Die Kryptowährung Bitcoin hat einen neuen Rekordwert erreicht. Der Kurs stieg am Mittwoch auf knapp 109.500 Dollar (97.411 Euro) und somit über den bisherigen Höchststand vom 20. Jänner – dem Tag der Amtseinführung von US-Präsident Donald Trump. Der Kurs der wichtigsten Kryptowährung wird derzeit vom Optimismus der Branche wegen möglicher neuer US-Regelungen getragen.

Kurs sackte ab

Der Bitcoin-Kurs war zunächst nach Trumps Wahlsieg Anfang November angestiegen, weil er im Wahlkampf eine weniger strenge Regulierung von Kryptowährungen versprochen hatte. In den Wochen nach seiner Amtseinführung sackte der Kurs jedoch wieder ab, weil Trumps Regierung mit konkreten Maßnahmen auf sich warten ließ. Währungen wie der Bitcoin ermöglichen digitale Zahlungsgeschäfte unter Umgehung von Banken.

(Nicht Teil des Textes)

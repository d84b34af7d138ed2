//! Domain types for the atelier content platform.
//!
//! Holds the content documents (projects, studio singletons, reviews),
//! the per-language text type with its fallback resolution, compiled-in
//! defaults, and input validation. Everything here is pure: no I/O, no
//! async.

pub mod content;
pub mod defaults;
pub mod error;
pub mod localized;
pub mod review;
pub mod types;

Eric Demuth, German CEO and co-founder of Bitpanda fintech and unicorn company, poses during a photo session in Paris on May 23, 2024. (Photo by JOEL SAGET / AFP)
Bitpanda-CEO Eric Demuth: „Bitcoin dauerhaft im Finanzsystem verankert“ © AFP / Joel Saget

„Kein Peak, sondern Fundament“

Eric Demuth, Co-Founder und CEO von Bitpanda, meint, Bitcoin sei „längst kein Nischenasset mehr. Institutionelle Investoren, Spot ETFs, Zahlungsanbieter – sie alle schaffen gerade die Infrastruktur, die Bitcoin dauerhaft im Finanzsystem verankert“. Dieses Allzeithoch sei also „kein Peak, sondern Fundament“. Dahinter stehe die klare Handschrift der USA, die Krypto und digitale Assets inzwischen als strategisches Kernthema ihrer Finanz- und Wirtschaftspolitik begreifen. Demuth: „Wer das noch immer als kurzfristige Spekulation abtut, wird nach und nach eines Besseren belehrt.“ Selbst der Top-Banker Jamie Dimon habe diese Woche bereits begonnen einzulenken.